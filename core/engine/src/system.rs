use std::path::Path;
use std::sync::Arc;

use chrono::Utc;
use memory_graph_schemas::{EntityNetwork, GraphStats, Memory, ScoredMemory};

use crate::annotator::{Annotator, PatternAnnotator};
use crate::error::Result;
use crate::retriever::Retriever;
use crate::store::GraphStore;
use crate::weaver::MemoryWeaver;

/// Default result count for relevance queries.
pub const DEFAULT_QUERY_LIMIT: usize = 10;
/// Default (and currently only effective) network traversal depth.
pub const DEFAULT_NETWORK_DEPTH: usize = 2;

/// The assembled engine: one store, one annotator, weaving and retrieval
/// on top. Writes take `&mut self`, which keeps the engine single-writer
/// by construction; concurrent callers serialize around it.
pub struct MemoryGraph {
    store: GraphStore,
    weaver: MemoryWeaver,
    retriever: Retriever,
}

impl MemoryGraph {
    /// Open (or create) a graph at `path` with the bundled pattern
    /// annotator.
    pub fn open<P: AsRef<Path>>(path: P) -> Result<Self> {
        Ok(Self::assemble(
            GraphStore::open(path)?,
            Arc::new(PatternAnnotator::new()),
        ))
    }

    /// In-memory graph with the bundled pattern annotator.
    pub fn in_memory() -> Result<Self> {
        Ok(Self::assemble(
            GraphStore::in_memory()?,
            Arc::new(PatternAnnotator::new()),
        ))
    }

    /// Assemble the engine around an existing store and a custom
    /// annotator implementation.
    pub fn assemble(store: GraphStore, annotator: Arc<dyn Annotator>) -> Self {
        Self {
            store,
            weaver: MemoryWeaver::new(annotator.clone()),
            retriever: Retriever::new(annotator),
        }
    }

    /// Ingest one fragment: extract, reinforce the graph, persist a
    /// Memory record, and return it.
    pub fn add_memory(&mut self, content: &str, context_tags: Vec<String>) -> Result<Memory> {
        self.weaver
            .weave(&self.store, content, context_tags, Utc::now())
    }

    /// Rank stored memories against `query`.
    pub fn query_memory(&self, query: &str, limit: usize) -> Result<Vec<ScoredMemory>> {
        self.retriever.find_related(&self.store, query, limit)
    }

    /// Local connectivity view around a named entity.
    pub fn explore_entity(&self, name: &str) -> Result<EntityNetwork> {
        self.retriever
            .entity_network(&self.store, name, DEFAULT_NETWORK_DEPTH)
    }

    /// Aggregate counts over the stored graph.
    pub fn stats(&self) -> Result<GraphStats> {
        self.store.stats()
    }
}
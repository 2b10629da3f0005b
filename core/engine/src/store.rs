use chrono::{DateTime, Utc};
use memory_graph_schemas::{
    Entity, EntityId, EntityProperties, GraphStats, Memory, MemoryId, NetworkEdge, Relationship,
    RelationshipId,
};
use rusqlite::{params, Connection, OptionalExtension};
use std::path::Path;
use tracing::{debug, info, warn};

use crate::error::{GraphError, Result};

/// Keyed SQLite store for entities, relationships, and memories.
///
/// The store holds no mutation policy: it offers keyed upsert, point
/// lookup, and the handful of ordered scans the engine needs. All
/// reinforcement and scoring decisions live in the ledgers and the
/// retriever.
pub struct GraphStore {
    conn: Connection,
    path: String,
}

impl GraphStore {
    /// Open (or create) a graph database at `path`.
    pub fn open<P: AsRef<Path>>(path: P) -> Result<Self> {
        let conn = Connection::open(&path)?;
        let store = Self {
            conn,
            path: path.as_ref().display().to_string(),
        };
        store.init_schema()?;
        info!("Graph store initialized at {}", store.path);
        Ok(store)
    }

    /// In-memory store, used by tests and throwaway sessions.
    pub fn in_memory() -> Result<Self> {
        let conn = Connection::open_in_memory()?;
        let store = Self {
            conn,
            path: ":memory:".to_string(),
        };
        store.init_schema()?;
        Ok(store)
    }

    pub fn path(&self) -> &str {
        &self.path
    }

    fn init_schema(&self) -> Result<()> {
        self.conn.pragma_update(None, "journal_mode", "WAL")?;
        self.conn.pragma_update(None, "synchronous", "NORMAL")?;

        self.conn.execute(
            "CREATE TABLE IF NOT EXISTS entities (
                id TEXT PRIMARY KEY,
                name TEXT NOT NULL,
                entity_type TEXT NOT NULL,
                properties TEXT NOT NULL,
                created_at TEXT NOT NULL,
                last_accessed TEXT NOT NULL,
                access_count INTEGER NOT NULL DEFAULT 0,
                importance_score REAL NOT NULL DEFAULT 0.0
            )",
            [],
        )?;

        self.conn.execute(
            "CREATE TABLE IF NOT EXISTS relationships (
                id TEXT PRIMARY KEY,
                source_id TEXT NOT NULL,
                target_id TEXT NOT NULL,
                relation_type TEXT NOT NULL,
                strength REAL NOT NULL,
                context TEXT NOT NULL,
                created_at TEXT NOT NULL,
                last_reinforced TEXT NOT NULL
            )",
            [],
        )?;

        self.conn.execute(
            "CREATE TABLE IF NOT EXISTS memories (
                id TEXT PRIMARY KEY,
                content TEXT NOT NULL,
                entities TEXT NOT NULL,
                relationships TEXT NOT NULL,
                timestamp TEXT NOT NULL,
                context_tags TEXT NOT NULL,
                importance REAL NOT NULL DEFAULT 0.0
            )",
            [],
        )?;

        // Indexes for performance
        self.conn.execute(
            "CREATE INDEX IF NOT EXISTS idx_entity_type ON entities(entity_type)",
            [],
        )?;

        self.conn.execute(
            "CREATE INDEX IF NOT EXISTS idx_entity_name ON entities(name)",
            [],
        )?;

        self.conn.execute(
            "CREATE INDEX IF NOT EXISTS idx_relationship_source ON relationships(source_id)",
            [],
        )?;

        self.conn.execute(
            "CREATE INDEX IF NOT EXISTS idx_relationship_target ON relationships(target_id)",
            [],
        )?;

        self.conn.execute(
            "CREATE INDEX IF NOT EXISTS idx_memory_timestamp ON memories(timestamp DESC)",
            [],
        )?;

        self.conn.execute(
            "CREATE INDEX IF NOT EXISTS idx_memory_importance ON memories(importance DESC)",
            [],
        )?;

        debug!("Graph store schema initialized");
        Ok(())
    }

    // ------------------------------------------------------------------
    // Entities
    // ------------------------------------------------------------------

    /// Keyed upsert: replaces the whole record for `entity.id`.
    pub fn put_entity(&self, entity: &Entity) -> Result<()> {
        let properties_json = serde_json::to_string(&entity.properties)?;

        self.conn.execute(
            "INSERT OR REPLACE INTO entities
             (id, name, entity_type, properties, created_at, last_accessed, access_count, importance_score)
             VALUES (?1, ?2, ?3, ?4, ?5, ?6, ?7, ?8)",
            params![
                entity.id.0,
                entity.name,
                entity.entity_type,
                properties_json,
                entity.created_at.to_rfc3339(),
                entity.last_accessed.to_rfc3339(),
                entity.access_count as i64,
                entity.importance_score,
            ],
        )?;

        Ok(())
    }

    pub fn get_entity(&self, id: &EntityId) -> Result<Option<Entity>> {
        let row = self
            .conn
            .query_row(
                "SELECT id, name, entity_type, properties, created_at, last_accessed,
                        access_count, importance_score
                 FROM entities WHERE id = ?1",
                params![id.0],
                |row| {
                    Ok((
                        row.get::<_, String>(0)?,
                        row.get::<_, String>(1)?,
                        row.get::<_, String>(2)?,
                        row.get::<_, String>(3)?,
                        row.get::<_, String>(4)?,
                        row.get::<_, String>(5)?,
                        row.get::<_, i64>(6)?,
                        row.get::<_, f64>(7)?,
                    ))
                },
            )
            .optional()?;

        let Some((id_raw, name, entity_type, properties_json, created_at, last_accessed, access_count, importance_score)) = row
        else {
            return Ok(None);
        };

        let properties: EntityProperties =
            serde_json::from_str(&properties_json).map_err(|e| GraphError::MalformedRecord {
                table: "entities",
                id: id_raw.clone(),
                reason: e.to_string(),
            })?;

        Ok(Some(Entity {
            created_at: parse_timestamp("entities", &id_raw, &created_at)?,
            last_accessed: parse_timestamp("entities", &id_raw, &last_accessed)?,
            id: EntityId(id_raw),
            name,
            entity_type,
            properties,
            access_count: access_count.max(0) as u64,
            importance_score,
        }))
    }

    /// Case-insensitive fuzzy name scan: every entity whose name contains
    /// the chars of `name` in order (a superset of substring matching).
    /// Ordered by importance then name for deterministic resolution.
    pub fn entities_matching(&self, name: &str) -> Result<Vec<String>> {
        let pattern = subsequence_pattern(name);
        let mut stmt = self.conn.prepare(
            "SELECT name FROM entities
             WHERE LOWER(name) LIKE ?1 ESCAPE '\\'
             ORDER BY importance_score DESC, name ASC",
        )?;

        let names = stmt
            .query_map(params![pattern], |row| row.get::<_, String>(0))?
            .collect::<std::result::Result<Vec<_>, _>>()?;

        Ok(names)
    }

    // ------------------------------------------------------------------
    // Relationships
    // ------------------------------------------------------------------

    pub fn put_relationship(&self, relationship: &Relationship) -> Result<()> {
        self.conn.execute(
            "INSERT OR REPLACE INTO relationships
             (id, source_id, target_id, relation_type, strength, context, created_at, last_reinforced)
             VALUES (?1, ?2, ?3, ?4, ?5, ?6, ?7, ?8)",
            params![
                relationship.id.0,
                relationship.source_id.0,
                relationship.target_id.0,
                relationship.relation_type,
                relationship.strength,
                relationship.context,
                relationship.created_at.to_rfc3339(),
                relationship.last_reinforced.to_rfc3339(),
            ],
        )?;

        Ok(())
    }

    pub fn get_relationship(&self, id: &RelationshipId) -> Result<Option<Relationship>> {
        let row = self
            .conn
            .query_row(
                "SELECT id, source_id, target_id, relation_type, strength, context,
                        created_at, last_reinforced
                 FROM relationships WHERE id = ?1",
                params![id.0],
                |row| {
                    Ok((
                        row.get::<_, String>(0)?,
                        row.get::<_, String>(1)?,
                        row.get::<_, String>(2)?,
                        row.get::<_, String>(3)?,
                        row.get::<_, f64>(4)?,
                        row.get::<_, String>(5)?,
                        row.get::<_, String>(6)?,
                        row.get::<_, String>(7)?,
                    ))
                },
            )
            .optional()?;

        let Some((id_raw, source_id, target_id, relation_type, strength, context, created_at, last_reinforced)) = row
        else {
            return Ok(None);
        };

        Ok(Some(Relationship {
            created_at: parse_timestamp("relationships", &id_raw, &created_at)?,
            last_reinforced: parse_timestamp("relationships", &id_raw, &last_reinforced)?,
            id: RelationshipId(id_raw),
            source_id: EntityId(source_id),
            target_id: EntityId(target_id),
            relation_type,
            strength,
            context,
        }))
    }

    /// Direct relationships touching `id`, strongest first, with endpoint
    /// names resolved through the entity table. Edges whose endpoints are
    /// unknown never surface here.
    pub fn neighborhood(&self, id: &EntityId) -> Result<Vec<NetworkEdge>> {
        let mut stmt = self.conn.prepare(
            "SELECT e1.name, e2.name, r.relation_type, r.strength, r.context
             FROM relationships r
             JOIN entities e1 ON r.source_id = e1.id
             JOIN entities e2 ON r.target_id = e2.id
             WHERE r.source_id = ?1 OR r.target_id = ?1
             ORDER BY r.strength DESC",
        )?;

        let edges = stmt
            .query_map(params![id.0], |row| {
                Ok(NetworkEdge {
                    source: row.get(0)?,
                    target: row.get(1)?,
                    relation_type: row.get(2)?,
                    strength: row.get(3)?,
                    context: row.get(4)?,
                })
            })?
            .collect::<std::result::Result<Vec<_>, _>>()?;

        Ok(edges)
    }

    // ------------------------------------------------------------------
    // Memories
    // ------------------------------------------------------------------

    pub fn insert_memory(&self, memory: &Memory) -> Result<()> {
        let entities_json = serde_json::to_string(&memory.entities)?;
        let relationships_json = serde_json::to_string(&memory.relationships)?;
        let tags_json = serde_json::to_string(&memory.context_tags)?;

        self.conn.execute(
            "INSERT OR REPLACE INTO memories
             (id, content, entities, relationships, timestamp, context_tags, importance)
             VALUES (?1, ?2, ?3, ?4, ?5, ?6, ?7)",
            params![
                memory.id.0,
                memory.content,
                entities_json,
                relationships_json,
                memory.timestamp.to_rfc3339(),
                tags_json,
                memory.importance,
            ],
        )?;

        debug!("Inserted memory: {}", memory.id);
        Ok(())
    }

    /// Full scan, ordered by (importance DESC, timestamp DESC). Malformed
    /// rows are skipped with a warning; a bad record never aborts the scan.
    pub fn scan_memories(&self) -> Result<Vec<Memory>> {
        let mut stmt = self.conn.prepare(
            "SELECT id, content, entities, relationships, timestamp, context_tags, importance
             FROM memories
             ORDER BY importance DESC, timestamp DESC",
        )?;

        let rows = stmt.query_map([], |row| {
            Ok((
                row.get::<_, String>(0)?,
                row.get::<_, String>(1)?,
                row.get::<_, String>(2)?,
                row.get::<_, String>(3)?,
                row.get::<_, String>(4)?,
                row.get::<_, String>(5)?,
                row.get::<_, f64>(6)?,
            ))
        })?;

        let mut memories = Vec::new();
        for row in rows {
            let raw = row?;
            match decode_memory(raw) {
                Ok(memory) => memories.push(memory),
                Err(e) => warn!("Skipping malformed memory row: {}", e),
            }
        }

        Ok(memories)
    }

    // ------------------------------------------------------------------
    // Stats
    // ------------------------------------------------------------------

    pub fn stats(&self) -> Result<GraphStats> {
        let entities: i64 =
            self.conn
                .query_row("SELECT COUNT(*) FROM entities", [], |row| row.get(0))?;
        let relationships: i64 =
            self.conn
                .query_row("SELECT COUNT(*) FROM relationships", [], |row| row.get(0))?;
        let memories: i64 =
            self.conn
                .query_row("SELECT COUNT(*) FROM memories", [], |row| row.get(0))?;

        Ok(GraphStats {
            entities: entities.max(0) as u64,
            relationships: relationships.max(0) as u64,
            memories: memories.max(0) as u64,
            storage_path: self.path.clone(),
        })
    }
}

type RawMemoryRow = (String, String, String, String, String, String, f64);

fn decode_memory(raw: RawMemoryRow) -> Result<Memory> {
    let (id_raw, content, entities_json, relationships_json, timestamp, tags_json, importance) =
        raw;

    let entities: Vec<EntityId> =
        serde_json::from_str(&entities_json).map_err(|e| malformed("memories", &id_raw, e))?;
    let relationships: Vec<RelationshipId> = serde_json::from_str(&relationships_json)
        .map_err(|e| malformed("memories", &id_raw, e))?;
    let context_tags: Vec<String> =
        serde_json::from_str(&tags_json).map_err(|e| malformed("memories", &id_raw, e))?;

    Ok(Memory {
        timestamp: parse_timestamp("memories", &id_raw, &timestamp)?,
        id: MemoryId(id_raw),
        content,
        entities,
        relationships,
        context_tags,
        importance,
    })
}

fn malformed(table: &'static str, id: &str, e: impl std::fmt::Display) -> GraphError {
    GraphError::MalformedRecord {
        table,
        id: id.to_string(),
        reason: e.to_string(),
    }
}

fn parse_timestamp(table: &'static str, id: &str, raw: &str) -> Result<DateTime<Utc>> {
    DateTime::parse_from_rfc3339(raw)
        .map(|dt| dt.with_timezone(&Utc))
        .map_err(|e| malformed(table, id, e))
}

/// LIKE pattern matching `name`'s chars as an in-order subsequence,
/// lower-cased, with LIKE metacharacters escaped.
fn subsequence_pattern(name: &str) -> String {
    let mut pattern = String::from("%");
    for ch in name.to_lowercase().chars() {
        if matches!(ch, '%' | '_' | '\\') {
            pattern.push('\\');
        }
        pattern.push(ch);
        pattern.push('%');
    }
    pattern
}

•••

-- What you are asked to do --
Tally the lines above that contain "initialized"; give only the number.

-- Solution for this problem --
2